━━━━━ RECORD EXTRACTS ━━━━━
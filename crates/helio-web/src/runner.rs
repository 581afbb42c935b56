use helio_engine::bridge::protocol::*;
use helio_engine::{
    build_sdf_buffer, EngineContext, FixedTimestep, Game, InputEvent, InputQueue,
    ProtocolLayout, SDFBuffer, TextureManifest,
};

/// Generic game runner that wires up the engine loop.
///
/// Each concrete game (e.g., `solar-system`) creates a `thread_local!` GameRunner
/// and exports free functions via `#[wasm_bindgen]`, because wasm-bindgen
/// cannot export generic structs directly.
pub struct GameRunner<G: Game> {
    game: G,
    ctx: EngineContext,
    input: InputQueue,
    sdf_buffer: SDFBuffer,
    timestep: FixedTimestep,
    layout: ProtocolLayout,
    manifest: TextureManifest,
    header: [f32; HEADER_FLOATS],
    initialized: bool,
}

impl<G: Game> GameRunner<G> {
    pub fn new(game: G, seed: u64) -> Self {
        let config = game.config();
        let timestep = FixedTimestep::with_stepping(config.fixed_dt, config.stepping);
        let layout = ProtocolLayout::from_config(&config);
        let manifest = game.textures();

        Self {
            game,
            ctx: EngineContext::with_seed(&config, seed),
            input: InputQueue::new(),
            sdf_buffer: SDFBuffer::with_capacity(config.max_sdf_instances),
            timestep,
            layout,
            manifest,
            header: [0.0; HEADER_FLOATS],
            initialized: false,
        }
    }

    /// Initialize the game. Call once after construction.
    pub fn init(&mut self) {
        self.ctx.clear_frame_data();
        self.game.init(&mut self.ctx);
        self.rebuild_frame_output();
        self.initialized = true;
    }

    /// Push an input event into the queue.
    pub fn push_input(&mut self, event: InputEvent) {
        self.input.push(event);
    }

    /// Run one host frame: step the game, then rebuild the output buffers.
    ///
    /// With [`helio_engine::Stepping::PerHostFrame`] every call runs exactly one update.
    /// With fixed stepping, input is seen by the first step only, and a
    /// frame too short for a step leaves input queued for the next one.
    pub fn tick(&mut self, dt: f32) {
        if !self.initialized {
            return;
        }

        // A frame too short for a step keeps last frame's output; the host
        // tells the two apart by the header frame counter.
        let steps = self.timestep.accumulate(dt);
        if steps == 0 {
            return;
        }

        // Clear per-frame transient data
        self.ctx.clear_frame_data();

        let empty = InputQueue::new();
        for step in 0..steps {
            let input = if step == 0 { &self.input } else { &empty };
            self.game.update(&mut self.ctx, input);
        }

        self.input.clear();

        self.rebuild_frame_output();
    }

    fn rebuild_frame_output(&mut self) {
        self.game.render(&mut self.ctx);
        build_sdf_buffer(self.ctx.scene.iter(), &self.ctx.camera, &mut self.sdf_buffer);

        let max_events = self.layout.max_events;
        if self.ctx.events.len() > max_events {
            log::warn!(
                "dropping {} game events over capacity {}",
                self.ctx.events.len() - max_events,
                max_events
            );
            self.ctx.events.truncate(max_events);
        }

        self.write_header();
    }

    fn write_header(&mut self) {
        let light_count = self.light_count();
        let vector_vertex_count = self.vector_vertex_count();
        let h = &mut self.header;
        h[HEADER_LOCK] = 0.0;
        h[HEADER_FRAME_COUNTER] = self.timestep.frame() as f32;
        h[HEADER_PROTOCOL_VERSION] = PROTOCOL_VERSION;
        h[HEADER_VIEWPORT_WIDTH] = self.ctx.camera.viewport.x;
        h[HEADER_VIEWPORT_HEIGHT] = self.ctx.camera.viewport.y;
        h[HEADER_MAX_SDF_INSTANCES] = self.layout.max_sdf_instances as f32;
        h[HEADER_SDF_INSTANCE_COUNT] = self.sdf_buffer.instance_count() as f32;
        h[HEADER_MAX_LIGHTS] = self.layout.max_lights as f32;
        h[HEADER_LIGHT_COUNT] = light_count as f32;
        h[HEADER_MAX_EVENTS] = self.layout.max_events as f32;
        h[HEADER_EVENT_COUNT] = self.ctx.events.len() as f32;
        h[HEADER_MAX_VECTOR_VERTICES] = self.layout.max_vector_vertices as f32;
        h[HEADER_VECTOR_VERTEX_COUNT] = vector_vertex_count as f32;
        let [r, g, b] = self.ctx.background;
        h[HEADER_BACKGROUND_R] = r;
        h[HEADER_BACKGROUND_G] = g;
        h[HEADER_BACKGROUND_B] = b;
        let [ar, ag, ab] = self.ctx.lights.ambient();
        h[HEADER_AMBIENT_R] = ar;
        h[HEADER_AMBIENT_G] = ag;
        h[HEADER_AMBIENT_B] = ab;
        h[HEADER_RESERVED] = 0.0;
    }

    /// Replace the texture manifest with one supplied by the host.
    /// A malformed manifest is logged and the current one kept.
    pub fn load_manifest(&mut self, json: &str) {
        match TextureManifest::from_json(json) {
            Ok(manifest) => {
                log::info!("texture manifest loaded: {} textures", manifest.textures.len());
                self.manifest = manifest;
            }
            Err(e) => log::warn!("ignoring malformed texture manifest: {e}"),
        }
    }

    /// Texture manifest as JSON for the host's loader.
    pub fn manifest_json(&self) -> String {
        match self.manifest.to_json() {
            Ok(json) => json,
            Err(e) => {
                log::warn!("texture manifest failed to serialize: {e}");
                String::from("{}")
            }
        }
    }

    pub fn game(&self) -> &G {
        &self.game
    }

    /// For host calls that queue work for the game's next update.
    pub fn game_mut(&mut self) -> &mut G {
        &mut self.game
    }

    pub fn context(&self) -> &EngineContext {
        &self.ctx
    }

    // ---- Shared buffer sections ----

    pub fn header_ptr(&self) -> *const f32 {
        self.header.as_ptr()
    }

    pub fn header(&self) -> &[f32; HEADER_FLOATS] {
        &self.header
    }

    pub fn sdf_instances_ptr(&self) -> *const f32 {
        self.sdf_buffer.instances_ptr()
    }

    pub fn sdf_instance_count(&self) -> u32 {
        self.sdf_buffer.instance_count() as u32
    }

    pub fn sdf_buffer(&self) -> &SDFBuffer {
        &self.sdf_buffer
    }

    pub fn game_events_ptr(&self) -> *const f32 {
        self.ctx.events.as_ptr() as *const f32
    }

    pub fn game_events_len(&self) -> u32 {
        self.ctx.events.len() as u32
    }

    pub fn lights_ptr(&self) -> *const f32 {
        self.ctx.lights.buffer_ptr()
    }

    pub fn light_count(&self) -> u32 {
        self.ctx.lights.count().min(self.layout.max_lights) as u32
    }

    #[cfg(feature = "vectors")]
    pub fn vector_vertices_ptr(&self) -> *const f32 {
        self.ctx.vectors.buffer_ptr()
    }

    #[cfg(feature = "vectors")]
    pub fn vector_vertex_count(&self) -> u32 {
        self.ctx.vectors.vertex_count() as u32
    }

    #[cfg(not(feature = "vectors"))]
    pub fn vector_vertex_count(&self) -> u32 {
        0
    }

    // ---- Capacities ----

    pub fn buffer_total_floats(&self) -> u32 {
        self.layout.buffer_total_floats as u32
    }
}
━━━━━
WORK ORDER => Go through the records and report each line that contains "InputEvent".

ANSWER BOX =>
    build_sdf_buffer, EngineContext, FixedTimestep, Game, InputEvent, InputQueue,
    pub fn push_input(&mut self, event: InputEvent) {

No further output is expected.